The Human Truth Foundation

Prayer is Pointless, Except as Meditation

https://www.vexen.co.uk/religion/prayer.html

By Vexen Crabtree 2023

#god #meditation #prayer #religion #theism

What is prayer for, and how is it different to meditation? If God is all-knowing, then the point of praying is not to reveal things to God. Because God is perfectly just, praying can't improve justice in the world. As because God's plan is perfect, prayer can't change which is the best action for God to take - the prayer is either against God's plan, or, it is for what God is going to do anyway - praying for God to act makes no sense. The effectiveness of prayer is one of the reasons people give for being religious1 but prayer doesn't work against individual ailments, nor do they change national outlooks (even on health)2,3,4,5,6,7,8,9. What business, then, have theists got in praying?

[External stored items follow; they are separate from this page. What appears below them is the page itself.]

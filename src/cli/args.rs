//! CLI argument definitions using clap

use std::path::PathBuf;

use clap::{ArgAction, Parser, Subcommand, ValueHint};

/// Composite text tree: parse text, evaluate embedded expressions and run analytics
#[derive(Parser, Debug)]
#[command(name = "textree")]
#[command(author, version, about, long_about = None)]
#[command(propagate_version = true)]
pub struct Cli {
    /// Debug output, repeat for more (-d info, -dd debug, -ddd trace)
    #[arg(short, long, action = ArgAction::Count, global = true)]
    pub debug: u8,

    /// Directory holding a local .textree.toml (default: cwd)
    #[arg(short = 'C', long, global = true, value_hint = ValueHint::DirPath)]
    pub config_dir: Option<PathBuf>,

    #[command(subcommand)]
    pub command: Option<Commands>,
}

#[derive(Subcommand, Debug)]
pub enum Commands {
    /// Print the parsed document, one paragraph per line
    Parse {
        /// Input file (default: settings.input_path)
        #[arg(value_hint = ValueHint::FilePath)]
        file: Option<PathBuf>,
    },

    /// Print the node structure as a tree
    Tree {
        /// Input file (default: settings.input_path)
        #[arg(value_hint = ValueHint::FilePath)]
        file: Option<PathBuf>,
        /// Maximum depth below the document node
        #[arg(long)]
        depth: Option<usize>,
    },

    /// Print the text after expression substitution
    Preprocess {
        /// Input file (default: settings.input_path)
        #[arg(value_hint = ValueHint::FilePath)]
        file: Option<PathBuf>,
    },

    /// Show postfix form and value of an infix expression
    Eval {
        /// Infix expression, e.g. "(3+4)*2"
        #[arg(allow_hyphen_values = true)]
        expression: String,
    },

    /// Paragraphs ordered by number of sentences
    SortParagraphs {
        /// Input file (default: settings.input_path)
        #[arg(value_hint = ValueHint::FilePath)]
        file: Option<PathBuf>,
    },

    /// Words of each sentence ordered by length, signs last
    SortWords {
        /// Input file (default: settings.input_path)
        #[arg(value_hint = ValueHint::FilePath)]
        file: Option<PathBuf>,
    },

    /// Lexemes reverse-sorted by occurrences of a symbol
    SortLexemes {
        /// Input file (default: settings.input_path)
        #[arg(value_hint = ValueHint::FilePath)]
        file: Option<PathBuf>,
        /// Symbol to count (default: settings.order_symbol)
        #[arg(short, long)]
        symbol: Option<char>,
    },

    /// Sentences containing the longest word
    Longest {
        /// Input file (default: settings.input_path)
        #[arg(value_hint = ValueHint::FilePath)]
        file: Option<PathBuf>,
    },

    /// Drop sentences with too few words
    Filter {
        /// Input file (default: settings.input_path)
        #[arg(value_hint = ValueHint::FilePath)]
        file: Option<PathBuf>,
        /// Minimum number of words (default: settings.min_words)
        #[arg(short, long)]
        min_words: Option<usize>,
    },

    /// Words appearing more than once
    Duplicates {
        /// Input file (default: settings.input_path)
        #[arg(value_hint = ValueHint::FilePath)]
        file: Option<PathBuf>,
    },

    /// Vowel and consonant counts per sentence
    Vowels {
        /// Input file (default: settings.input_path)
        #[arg(value_hint = ValueHint::FilePath)]
        file: Option<PathBuf>,
    },

    /// Run every analytic in sequence
    Run {
        /// Input file (default: settings.input_path)
        #[arg(value_hint = ValueHint::FilePath)]
        file: Option<PathBuf>,
    },

    /// Manage settings
    Config {
        #[command(subcommand)]
        command: ConfigCommands,
    },

    /// Generate shell completions
    Completion {
        /// Shell type
        #[arg(value_enum)]
        shell: clap_complete::Shell,
    },
}

#[derive(Subcommand, Debug)]
pub enum ConfigCommands {
    /// Show merged config
    Show,

    /// Print a commented config template
    Template,

    /// Show config paths
    Path,
}
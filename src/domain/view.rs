//! Human-oriented views of a text tree.
//!
//! `render()` concatenates without separators; these views are for the
//! terminal only.

use termtree::Tree;

use crate::domain::{NodeKind, TextNode};

/// Text with paragraphs on separate lines and single spaces between
/// sentences and lexemes.
pub fn layout(node: &TextNode) -> String {
    let separator = match node.kind() {
        NodeKind::Document => "\n",
        NodeKind::Paragraph | NodeKind::Sentence => " ",
        NodeKind::Lexeme | NodeKind::Word | NodeKind::Sign | NodeKind::Letter => {
            return node.render()
        }
    };
    node.children()
        .map(|child| layout(child))
        .collect::<Vec<_>>()
        .join(separator)
}

/// Conversion to a printable `termtree` structure.
pub trait TreeView {
    /// Tree of node labels; `max_depth` truncates below that level
    /// (the receiver is depth 0).
    fn to_tree(&self, max_depth: Option<usize>) -> Tree<String>;
}

impl TreeView for TextNode {
    fn to_tree(&self, max_depth: Option<usize>) -> Tree<String> {
        fn build(node: &TextNode, depth: usize, max_depth: Option<usize>) -> Tree<String> {
            let mut tree = Tree::new(label(node));
            if max_depth.map_or(true, |max| depth < max) {
                for child in node.children() {
                    tree.push(build(child, depth + 1, max_depth));
                }
            }
            tree
        }
        build(self, 0, max_depth)
    }
}

fn label(node: &TextNode) -> String {
    match node {
        TextNode::Leaf(leaf) => format!("{} {:?}", leaf.kind(), leaf.symbol()),
        TextNode::Composite { .. } => {
            format!("{} ({}) {:?}", node.kind(), node.child_count(), node.render())
        }
    }
}

#[cfg(test)]
mod tests {
    use super::*;
    use crate::domain::parser::{DocumentParser, TextParser};

    #[test]
    fn given_document_when_laying_out_then_spaces_and_newlines_restored() {
        let document = DocumentParser::new().parse("Hi there. Bye!    Next, please.");

        assert_eq!(layout(&document), "Hi there. Bye!\nNext, please.");
    }

    #[test]
    fn given_depth_limit_when_building_tree_then_truncates() {
        let document = DocumentParser::new().parse("Hi there.");

        let shallow = document.to_tree(Some(1)).to_string();
        let full = document.to_tree(None).to_string();

        assert!(shallow.starts_with("document (1) \"Hithere.\""));
        assert!(!shallow.contains("sentence"));
        assert!(full.contains("letter 'H'"));
        assert!(full.contains("sign '.'"));
    }
}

It's clear that it's not for God, but for ourselves.

Prayer has other functions, other than God. Prayer is also often used as a not-so-subtle coded insult - saying I'll pray for you to someone during a disagreement is the height of passive-aggressive hot air. It can also be worn as a good-guy-badge when done in public. Ignoring those shallow displays, prayer still has positive uses. It gives us a quiet-time to think slowly, and let ideas and resolutions come to us10. It can also create social togetherness and consolidarity, as can all shared rituals. With these advantages, although theists call it "prayer" - others, more accurately, call it meditation, which actually does have some positive results on one's own health11,12.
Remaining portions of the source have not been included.